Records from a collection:
________________________________________

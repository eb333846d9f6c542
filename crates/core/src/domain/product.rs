use crate::domain::profile::{Goal, ProductRisk};
use serde::{Deserialize, Serialize};
use std::collections::BTreeSet;

#[derive(Debug, Clone, PartialEq, Serialize, Deserialize)]
pub struct Product {
    pub name: String,
    #[serde(rename = "type")]
    pub product_type: String,
    pub risk: ProductRisk,
    pub min_horizon_years: f64,
    /// Informational only; eligibility does not check it.
    #[serde(default)]
    pub max_horizon_years: Option<f64>,
    pub goals: BTreeSet<Goal>,
    pub description: String,
}

impl Product {
    pub fn suits(&self, goal: Goal) -> bool {
        self.goals.contains(&goal)
    }

    pub fn type_matches_any(&self, keywords: &[&str]) -> bool {
        keywords.iter().any(|k| self.product_type.contains(k))
    }
}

________________________________________

* _What to produce_
Output the records in full. Match them exactly.

* _Solution for this problem_
repository eb333846d9f6c542
filename crates/core/src/domain/product.rs
use crate::domain::profile::{Goal, ProductRisk};
use serde::{Deserialize, Serialize};
use std::collections::BTreeSet;

#[derive(Debug, Clone, PartialEq, Serialize, Deserialize)]
pub struct Product {
    pub name: String,
    #[serde(rename = "type")]
    pub product_type: String,
    pub risk: ProductRisk,
    pub min_horizon_years: f64,
    /// Informational only; eligibility does not check it.
    #[serde(default)]
    pub max_horizon_years: Option<f64>,
    pub goals: BTreeSet<Goal>,
    pub description: String,
}

impl Product {
    pub fn suits(&self, goal: Goal) -> bool {
        self.goals.contains(&goal)
    }

    pub fn type_matches_any(&self, keywords: &[&str]) -> bool {
        keywords.iter().any(|k| self.product_type.contains(k))
    }
}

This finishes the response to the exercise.